The Bombay Sappers Regimental Centre Military Band (Bombay Sappers Band for short) is a regimental military band in the Indian Armed Forces. It is one of the oldest Indian military bands in the country and is one of many Indian Army brass bands. The 30-member band is based at the BEG Centre in Kirkee. The band has a lineage that dates back two centuries and includes it being formerly known as the "Sikh Pioneers Brass Band" under the 3rd Sikh Pioneers. The modern band was founded in 1932 in Sialkot (present day Pakistan) as its current name. A jazz band was established in 1993.

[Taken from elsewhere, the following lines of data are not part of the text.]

mod common;

use std::collections::{HashMap, HashSet};

use common::synthetic_image::{interleave, noise_u8, noisy_blocks_u8, quadrants_u8};
use srm_vision::{
    CancelToken, SegmentationOutput, SegmentationRequest, SrmConfig, SrmEngine, SrmError,
};

fn init_logging() {
    let _ = env_logger::builder().is_test(true).try_init();
}

fn region_count(pixels: &[u8], width: usize, height: usize, q: f32) -> usize {
    let request = SegmentationRequest::new(pixels, width, height, 1)
        .with_q(q)
        .with_outputs(false, false);
    SrmEngine::default()
        .segment_into(&request, SegmentationOutput::default())
        .expect("segmentation failed")
        .region_counts[0]
}

#[test]
fn two_row_scenario() {
    init_logging();
    let pixels = [10u8, 10, 200, 200];
    let result = SrmEngine::default()
        .segment(&SegmentationRequest::new(&pixels, 2, 2, 1).with_q(25.0))
        .unwrap();

    assert_eq!(result.report.region_counts, vec![2]);
    assert_eq!(result.labels, vec![0, 0, 1, 1]);
    assert_eq!(result.average, vec![10.0, 10.0, 200.0, 200.0]);
}

#[test]
fn single_pixel_is_one_region() {
    for value in [0u8, 17, 255] {
        let pixels = [value];
        let result = SrmEngine::default()
            .segment(&SegmentationRequest::new(&pixels, 1, 1, 1))
            .unwrap();
        assert_eq!(result.labels, vec![0]);
        assert_eq!(result.average, vec![value as f32]);
    }
}

#[test]
fn uniform_plane_is_one_region_for_any_q() {
    let pixels = vec![99u8; 7 * 5];
    for q in [1e-3, 1.0, 25.0, 1e6] {
        let result = SrmEngine::default()
            .segment(&SegmentationRequest::new(&pixels, 7, 5, 1).with_q(q))
            .unwrap();
        assert_eq!(result.report.region_counts, vec![1], "q={q}");
        assert!(result.labels.iter().all(|&label| label == 0));
        assert!(result.average.iter().all(|&value| value == 99.0));
    }
}

#[test]
fn identical_calls_are_bit_identical() {
    let (width, height) = (23, 19);
    let pixels = noise_u8(width, height, 3, 7);
    let request = SegmentationRequest::new(&pixels, width, height, 3).with_q(12.0);

    let parallel = SrmEngine::default();
    let sequential = SrmEngine::new(SrmConfig {
        parallel_planes: false,
        ..Default::default()
    });

    let first = parallel.segment(&request).unwrap();
    let second = parallel.segment(&request).unwrap();
    let third = sequential.segment(&request).unwrap();

    assert_eq!(first.labels, second.labels);
    assert_eq!(first.labels, third.labels);
    let bits = |values: &[f32]| values.iter().map(|v| v.to_bits()).collect::<Vec<_>>();
    assert_eq!(bits(&first.average), bits(&second.average));
    assert_eq!(bits(&first.average), bits(&third.average));
}

#[test]
fn region_count_moves_monotonically_with_q() {
    let side = 16;
    let pixels = quadrants_u8(side);
    let qs = [0.01, 0.1, 1.0, 10.0, 100.0, 1000.0, 10000.0];
    let counts: Vec<usize> = qs.iter().map(|&q| region_count(&pixels, side, side, q)).collect();

    for pair in counts.windows(2) {
        assert!(pair[0] <= pair[1], "region counts not monotonic in Q: {counts:?}");
    }
    assert_eq!(counts[0], 1);
    assert_eq!(counts[counts.len() - 1], 4);
}

#[test]
fn larger_q_segments_noise_more_finely() {
    let (width, height) = (32, 32);
    let pixels = noise_u8(width, height, 1, 11);
    let coarse = region_count(&pixels, width, height, 1.0);
    let fine = region_count(&pixels, width, height, 10000.0);
    assert!(fine > coarse, "fine={fine} coarse={coarse}");
}

#[test]
fn labels_cover_a_contiguous_range() {
    let (width, height, channels) = (17, 13, 3);
    let pixels = noise_u8(width, height, channels, 3);
    let result = SrmEngine::default()
        .segment(&SegmentationRequest::new(&pixels, width, height, channels).with_q(40.0))
        .unwrap();

    for channel in 0..channels {
        let used: HashSet<i32> = result.labels.iter().skip(channel).step_by(channels).copied().collect();
        let regions = result.report.region_counts[channel] as i32;
        let expected: HashSet<i32> = (0..regions).collect();
        assert_eq!(used, expected, "channel {channel}");
    }
}

#[test]
fn averages_are_exact_region_means() {
    let (width, height) = (40, 24);
    let pixels = noisy_blocks_u8(width, height, 8, 5);
    let result = SrmEngine::default()
        .segment(&SegmentationRequest::new(&pixels, width, height, 1).with_q(20.0))
        .unwrap();

    let mut sums: HashMap<i32, (f64, usize)> = HashMap::new();
    for (&label, &value) in result.labels.iter().zip(pixels.iter()) {
        let entry = sums.entry(label).or_insert((0.0, 0));
        entry.0 += value as f64;
        entry.1 += 1;
    }

    for (&label, &average) in result.labels.iter().zip(result.average.iter()) {
        let (sum, count) = sums[&label];
        let mean = sum / count as f64;
        assert!(
            (average as f64 - mean).abs() < 1e-3,
            "label {label}: average {average} vs mean {mean}"
        );
    }
}

#[test]
fn channels_are_segmented_independently() {
    let (width, height) = (20, 15);
    let red = noise_u8(width, height, 1, 21);
    let green = noisy_blocks_u8(width, height, 5, 22);
    let blue = vec![128u8; width * height];
    let rgb = interleave(&[&red, &green, &blue]);

    let engine = SrmEngine::default();
    let joint = engine
        .segment(&SegmentationRequest::new(&rgb, width, height, 3).with_q(30.0))
        .unwrap();
    let alone = engine
        .segment(&SegmentationRequest::new(&green, width, height, 1).with_q(30.0))
        .unwrap();

    let joint_green: Vec<i32> = joint.labels.iter().skip(1).step_by(3).copied().collect();
    let joint_green_avg: Vec<f32> = joint.average.iter().skip(1).step_by(3).copied().collect();
    assert_eq!(joint_green, alone.labels);
    assert_eq!(joint_green_avg, alone.average);
    assert_eq!(joint.report.region_counts[1], alone.report.region_counts[0]);
    assert_eq!(joint.report.region_counts[2], 1);
}

#[test]
fn failures_leave_outputs_untouched() {
    let pixels = [10u8, 10, 200, 200];
    let engine = SrmEngine::default();

    let attempts = [
        SegmentationRequest::new(&pixels, 2, 2, 1).with_q(0.0),
        SegmentationRequest::new(&pixels, 2, 2, 1).with_q(-3.0),
        SegmentationRequest::new(&pixels, 0, 2, 1),
        SegmentationRequest::new(&pixels, 2, 0, 1),
        SegmentationRequest::new(&pixels, 2, 2, 0),
        SegmentationRequest::new(&pixels, 3, 2, 1),
    ];

    for request in attempts {
        let mut average = vec![-1.0f32; 4];
        let mut labels = vec![-1i32; 4];
        let result = engine.segment_into(
            &request,
            SegmentationOutput {
                average: Some(&mut average),
                labels: Some(&mut labels),
            },
        );
        assert!(matches!(result, Err(SrmError::InvalidArgument(_))), "{request:?}");
        assert_eq!(average, vec![-1.0; 4]);
        assert_eq!(labels, vec![-1; 4]);
    }
}

#[test]
fn undersized_or_missing_outputs_are_rejected() {
    let pixels = [1u8, 2, 3, 4];
    let request = SegmentationRequest::new(&pixels, 2, 2, 1);
    let engine = SrmEngine::default();

    let mut short = vec![0.0f32; 3];
    let mut labels = vec![5i32; 4];
    let result = engine.segment_into(
        &request,
        SegmentationOutput {
            average: Some(&mut short),
            labels: Some(&mut labels),
        },
    );
    assert!(matches!(result, Err(SrmError::InvalidArgument(_))));
    assert_eq!(labels, vec![5; 4]);

    let result = engine.segment_into(&request, SegmentationOutput::default());
    assert!(matches!(result, Err(SrmError::InvalidArgument(_))));
}

#[test]
fn cancelled_request_writes_nothing() {
    let (width, height) = (16, 16);
    let pixels = noise_u8(width, height, 2, 9);
    let token = CancelToken::new();
    token.cancel();
    let request = SegmentationRequest::new(&pixels, width, height, 2).with_cancel(token);

    let mut average = vec![7.0f32; width * height * 2];
    let mut labels = vec![7i32; width * height * 2];
    let result = SrmEngine::default().segment_into(
        &request,
        SegmentationOutput {
            average: Some(&mut average),
            labels: Some(&mut labels),
        },
    );
    assert_eq!(result, Err(SrmError::Cancelled));
    assert!(average.iter().all(|&v| v == 7.0));
    assert!(labels.iter().all(|&v| v == 7));
}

The band consists of the following small ensembles:

- Sappers Symphony Band
- Parade Band
- Pipe Band
- Brass Band
- Rhythm Section
- Jazz Band (11-piece)

Like all military bands, it performs at arrival ceremonies for state visits and state dinners hosted at the Rashtrapati Bhavan by the President of India. Locally, it participates in regimental events at the BEG Centre. The band has been an annual participant in the Delhi Republic Day parade on the Rajpath since 1951. Outside the country, the band notably performed during the coronation of the incumbent King of Bhutan. The band notably took part in the production of the 1982 film Gandhi, performing Scipione during the depicted arrival of a British Army officer.

==Instrumentation==
The brass band, pipe band, and jazz band all utilize a variety of instruments which reflect the tunes of the band. The military band itself consists of flute, piccolo, oboe, clarinet, cornet, trumpet, and trombone players. The percussion that often accompanies them include xylophones, vibraphones, and chimes. Pipe band involves three instruments: bagpipes, drums, and bugles. The jazz band has three sections from the string family: guitar, lead guitar, and bass guitar. The band also has other string instruments such as the viola and the violin. The rhythm section includes electronic drums, congo, and the traditional Dholak and Tabla.